----- Provided data -----
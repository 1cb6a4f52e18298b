//! Result files and the coordinator's summary line.

use crate::domain::GlobalGrid;
use crate::error::Result;
use crate::solver::{SolveReport, SolverConfig};
use std::io::Write;

/// `res<Kernel>MPI_<X>x<Y>_<Px>x<Py>`, the historical naming scheme.
pub fn result_file_name(config: &SolverConfig) -> String {
    format!(
        "res{}MPI_{}x{}_{}x{}",
        config.method.label(),
        config.global[0],
        config.global[1],
        config.grid[0],
        config.grid[1]
    )
}

/// One grid row per line, space separated.
pub fn write_grid<W: Write>(grid: &GlobalGrid, writer: &mut W) -> std::io::Result<()> {
    for i in 0..grid.extent()[0] {
        let row = grid.row(i);
        for (j, v) in row.iter().enumerate() {
            if j > 0 {
                write!(writer, " ")?;
            }
            write!(writer, "{:.6}", v)?;
        }
        writeln!(writer)?;
    }
    Ok(())
}

pub fn write_grid_file<P: AsRef<std::path::Path>>(grid: &GlobalGrid, path: &P) -> Result<()> {
    profiling::scope!("write_grid_file");
    let file = std::fs::File::create(path)?;
    let mut writer = std::io::BufWriter::new(file);
    write_grid(grid, &mut writer)?;
    writer.flush()?;
    Ok(())
}

/// Heat map of the grid, row `i` is image line `i`.
/// Values are scaled to the grid's own range before coloring.
pub fn write_image<P: AsRef<std::path::Path>>(grid: &GlobalGrid, path: &P) -> Result<()> {
    profiling::scope!("write_image");
    let [rows, cols] = grid.extent();
    let (lo, hi) = (0..rows)
        .flat_map(|i| grid.row(i).iter().copied())
        .fold((f64::INFINITY, f64::NEG_INFINITY), |(lo, hi), v| {
            (lo.min(v), hi.max(v))
        });
    let span = if hi > lo { hi - lo } else { 1.0 };

    let gradient = colorous::TURBO;
    let mut img = image::RgbImage::new(cols as u32, rows as u32);
    for i in 0..rows {
        for (j, v) in grid.row(i).iter().enumerate() {
            let c = gradient.eval_continuous((v - lo) / span);
            img.put_pixel(j as u32, i as u32, image::Rgb(c.as_array()));
        }
    }
    img.save(path)?;
    Ok(())
}

/// `<Kernel> X <x> Y <y> Px <px> Py <py> Iter <t> ComputationTime <s>
/// TotalTime <s> midpoint <v>`
pub fn summary_line(report: &SolveReport) -> String {
    let config = &report.config;
    format!(
        "{} X {} Y {} Px {} Py {} Iter {} ComputationTime {:.6} TotalTime {:.6} midpoint {:.6}",
        config.method.label(),
        config.global[0],
        config.global[1],
        config.grid[0],
        config.grid[1],
        report.iterations,
        report.computation_time,
        report.total_time,
        report.result.midpoint()
    )
}

#[cfg(test)]
mod unit_tests {
    use super::*;
    use crate::stencil::Method;

    #[test]
    fn file_name_test() {
        let config = SolverConfig::new([64, 32], [4, 2], Method::RedBlack);
        assert_eq!(result_file_name(&config), "resRedBlackSORMPI_64x32_4x2");
        let config = SolverConfig::new([8, 8], [1, 1], Method::Jacobi);
        assert_eq!(result_file_name(&config), "resJacobiMPI_8x8_1x1");
    }

    #[test]
    fn grid_dump_skips_padding() {
        let mut g = GlobalGrid::with_padding([2, 3], [4, 4]);
        g.par_set_values(|c| c[0] as f64 + c[1] as f64 / 4.0, 5);
        g.set(0, 3, 99.0);
        let mut out = Vec::new();
        write_grid(&g, &mut out).unwrap();
        assert_eq!(
            String::from_utf8(out).unwrap(),
            "0.000000 0.250000 0.500000\n1.000000 1.250000 1.500000\n"
        );
    }

    #[test]
    fn summary_line_test() {
        let mut config = SolverConfig::new([4, 4], [1, 1], Method::Jacobi);
        config.max_iterations = 0;
        let mut g = GlobalGrid::new([4, 4]);
        g.set(2, 2, 1.5);
        let report = crate::solver::solve(&config, g).unwrap();
        let line = summary_line(&report);
        assert!(line.starts_with("Jacobi X 4 Y 4 Px 1 Py 1 Iter 0 ComputationTime "));
        assert!(line.ends_with("midpoint 1.500000"));
    }
}
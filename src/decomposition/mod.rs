//! Block decomposition of the global grid over the process grid.
//!
//! Each axis is split independently into equal blocks. When an axis does
//! not divide evenly the global grid is padded up to the next multiple of
//! the process count on that axis; the padding always sits at the far end
//! of the axis and is owned by the last process along it.

use crate::error::{DdsorError, Result};
use crate::topology::{CartesianTopology, Neighbors};
use crate::util::*;
use std::ops::Range;

/// Partition of one axis.
#[derive(Copy, Clone, Debug, Eq, PartialEq)]
pub struct AxisPartition {
    /// Logical extent of the global grid.
    pub global: usize,
    /// Processes along the axis.
    pub processes: usize,
    /// Interior cells per process.
    pub local: usize,
    /// `local * processes`, at least `global`.
    pub padded: usize,
}

impl AxisPartition {
    pub fn new(axis: usize, global: usize, processes: usize) -> Result<Self> {
        let fail = |reason: String| DdsorError::Decomposition { axis, reason };
        if processes == 0 {
            return Err(fail("no processes on this axis".to_string()));
        }
        if global == 0 {
            return Err(fail("global grid is empty".to_string()));
        }
        let local = if global % processes == 0 {
            global / processes
        } else {
            global / processes + 1
        };
        let padded = local * processes;

        // The last process must own at least one real cell.
        if padded - global >= local {
            return Err(fail(format!(
                "{} cells over {} processes needs {} padding cells, \
                 a whole block of {}",
                global,
                processes,
                padded - global,
                local
            )));
        }

        Ok(AxisPartition {
            global,
            processes,
            local,
            padded,
        })
    }

    pub fn padding(&self) -> usize {
        self.padded - self.global
    }
}

/// Interior index ranges a process updates, in local buffer coordinates
/// (the ghost border is row/column `0` and `local + 1`).
///
/// A side without a neighbor holds the fixed global boundary in its first
/// (or last) interior row/column, so the range shrinks by one there.
/// The last process along a padded axis shrinks further to skip padding.
#[derive(Copy, Clone, Debug, Eq, PartialEq)]
pub struct IterationBounds {
    pub i_min: usize,
    pub i_max: usize,
    pub j_min: usize,
    pub j_max: usize,
}

impl IterationBounds {
    pub fn rows(&self) -> Range<usize> {
        self.i_min..self.i_max.max(self.i_min)
    }

    pub fn cols(&self) -> Range<usize> {
        self.j_min..self.j_max.max(self.j_min)
    }

    pub fn is_empty(&self) -> bool {
        self.rows().is_empty() || self.cols().is_empty()
    }
}

impl std::fmt::Display for IterationBounds {
    fn fmt(&self, f: &mut std::fmt::Formatter<'_>) -> std::fmt::Result {
        write!(
            f,
            "Imin {}, Imax {}, Jmin {}, Jmax {}",
            self.i_min, self.i_max, self.j_min, self.j_max
        )
    }
}

#[derive(Copy, Clone, Debug, Eq, PartialEq)]
pub struct Decomposition {
    pub axes: [AxisPartition; 2],
}

impl Decomposition {
    /// `global` is `[X, Y]` (rows, columns), `grid` is `[Px, Py]`.
    pub fn new(global: [usize; 2], grid: [usize; 2]) -> Result<Self> {
        Ok(Decomposition {
            axes: [
                AxisPartition::new(0, global[0], grid[0])?,
                AxisPartition::new(1, global[1], grid[1])?,
            ],
        })
    }

    pub fn global_extent(&self) -> [usize; 2] {
        self.axes.map(|a| a.global)
    }

    pub fn local_extent(&self) -> [usize; 2] {
        self.axes.map(|a| a.local)
    }

    pub fn padded_extent(&self) -> [usize; 2] {
        self.axes.map(|a| a.padded)
    }

    pub fn grid(&self) -> [usize; 2] {
        self.axes.map(|a| a.processes)
    }

    /// Bounds of the padded global grid.
    pub fn padded_bounds(&self) -> AABB<2> {
        let p = self.padded_extent();
        AABB::from_extent(vector![0, 0], vector![p[0] as i32, p[1] as i32])
    }

    /// Global coordinate of the first interior cell owned by `coords`.
    pub fn origin(&self, coords: [usize; 2]) -> [usize; 2] {
        let local = self.local_extent();
        [coords[0] * local[0], coords[1] * local[1]]
    }

    /// Block owned by `coords`, in padded global coordinates.
    pub fn block(&self, coords: [usize; 2]) -> AABB<2> {
        let origin = self.origin(coords);
        let local = self.local_extent();
        AABB::from_extent(
            vector![origin[0] as i32, origin[1] as i32],
            vector![local[0] as i32, local[1] as i32],
        )
    }

    /// Linear offset of the block's first cell in the padded row-major grid,
    /// `local_x * Py * local_y * coord_x + local_y * coord_y`.
    pub fn block_offset(&self, coords: [usize; 2]) -> usize {
        let local = self.local_extent();
        let grid = self.grid();
        local[0] * grid[1] * local[1] * coords[0] + local[1] * coords[1]
    }

    pub fn iteration_bounds(
        &self,
        topology: &CartesianTopology,
        coords: [usize; 2],
        neighbors: &Neighbors,
    ) -> IterationBounds {
        let local = self.local_extent();
        let mut bounds = IterationBounds {
            i_min: 1,
            i_max: local[0] + 1,
            j_min: 1,
            j_max: local[1] + 1,
        };

        if neighbors.north.is_none() {
            bounds.i_min += 1;
        }
        if neighbors.south.is_none() {
            bounds.i_max -= 1;
        }
        if neighbors.west.is_none() {
            bounds.j_min += 1;
        }
        if neighbors.east.is_none() {
            bounds.j_max -= 1;
        }

        // padding < local, so these never underflow
        if topology.is_last(coords, 0) {
            bounds.i_max -= self.axes[0].padding();
        }
        if topology.is_last(coords, 1) {
            bounds.j_max -= self.axes[1].padding();
        }
        bounds
    }
}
-----
Task brief: Where a line of the data contains "enumerate", include it in the tally, and answer with the tally alone.

Answer section: 2